Aim and objectives: The aims of this study are:

1. To determine the association between elevated blood lead levels and hearing impairment in leadexposed workers.

2. To investigate the use of preventive measures

Methods and study design: The study was conducted on a random sample of 61 lead-exposed (mean age 40.4 years) and 50 non-exposed male workers (mean age 39.2 years) in printing presses and battery industries in Cairo. Blood lead levels were determined and an audiometric evaluation was done at different frequencies (500-8000 Hz). The use of preventive measures for lead-exposed workers was investigated and regular check-up.

Results/ Findings: The mean blood lead level in the lead-exposed group was 52.5 μg/dl + 21.5, and in the non-exposed was 18.2 μg/dl + 5.9 (t=10.9 (CI 28.1 – 40.5) p<0.001). There was a significant correlation r=0.7 between blood lead levels and binaural hearing.

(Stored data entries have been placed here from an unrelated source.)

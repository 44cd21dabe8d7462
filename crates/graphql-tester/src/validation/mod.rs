//! Structural validation of an operation against a [`Schema`](crate::schema::Schema).
//!
//! [`OperationValidator`] is the entry point; it drives
//! [`SelectionValidator`], which calls [`ArgumentValidator`] for each field
//! invocation, which in turn hands every supplied value to [`ValueCoercer`].
//! The first failure found anywhere ends validation.

mod argument_validator;
mod operation_validator;
mod selection_validator;
mod validation_error;
mod value_coercer;

pub use argument_validator::ArgumentValidator;
pub use operation_validator::OperationValidator;
pub use selection_validator::SelectionValidator;
pub use validation_error::ValidationError;
pub use validation_error::ValidationErrorKind;
pub use value_coercer::CoercionSite;
pub use value_coercer::ValueCoercer;

/// The outcome of validating one operation.
pub type ValidationResult = std::result::Result<(), ValidationError>;

#[cfg(test)]
mod tests;
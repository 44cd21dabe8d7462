use crate::Value;
use indexmap::IndexMap;
use thiserror::Error;

/// The runtime values a caller binds to an operation's variables.
///
/// Values bound from JSON carry enum values as strings; see
/// [`Value::from_json`].
#[derive(Clone, Debug, Default, PartialEq)]
pub struct VariablesBinding {
    values: IndexMap<String, Value>,
}
impl VariablesBinding {
    pub fn new() -> Self {
        Self::default()
    }

    /// Bind variables from a JSON object such as `{"limit": 5}`. `null`
    /// counts as an empty binding.
    pub fn from_json(json: &serde_json::Value) -> Result<Self, VariablesBindingError> {
        match json {
            serde_json::Value::Object(entries) => Ok(entries.into()),
            serde_json::Value::Null => Ok(Self::new()),
            other => Err(VariablesBindingError::NotAnObject {
                received: other.to_string(),
            }),
        }
    }

    pub fn get(&self, variable_name: &str) -> Option<&Value> {
        self.values.get(variable_name)
    }

    pub fn insert(
        &mut self,
        variable_name: impl Into<String>,
        value: Value,
    ) -> Option<Value> {
        self.values.insert(variable_name.into(), value)
    }

    pub fn is_empty(&self) -> bool {
        self.values.is_empty()
    }

    pub fn iter(&self) -> indexmap::map::Iter<'_, String, Value> {
        self.values.iter()
    }

    pub fn len(&self) -> usize {
        self.values.len()
    }
}
impl std::convert::From<&serde_json::Map<String, serde_json::Value>> for VariablesBinding {
    fn from(value: &serde_json::Map<String, serde_json::Value>) -> Self {
        value.iter()
            .map(|(name, json)| (name.to_string(), Value::from_json(json)))
            .collect()
    }
}
impl std::iter::FromIterator<(String, Value)> for VariablesBinding {
    fn from_iter<T: IntoIterator<Item = (String, Value)>>(iter: T) -> Self {
        Self {
            values: iter.into_iter().collect(),
        }
    }
}

#[derive(Clone, Debug, Error, PartialEq)]
pub enum VariablesBindingError {
    #[error("Variables must be bound from a JSON object, but received `{received}`")]
    NotAnObject {
        received: String,
    },
}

The audiometric evaluations revealed significant positive correlation between blood lead level in exposed workers and hearing impairment. All lead exposed workers had hearing impairment at different frequencies. Although all workers were aware of protective devices against lead exposure, 100% of them did not use any. They also did not go to regular checkups.

Study limitations: Researchers could not assess the environmental lead levels in workers' residences.

Conclusions: Hearing impairment in lead-exposed workers in printing presses and battery industries in Cairo is inevitable and irreversible. The mean blood lead level in the lead-exposed group was 52.5μg/dl, and in the non-exposed was 18.2μg/dl. All workers didn’t use any protective devices or go to regular checkups.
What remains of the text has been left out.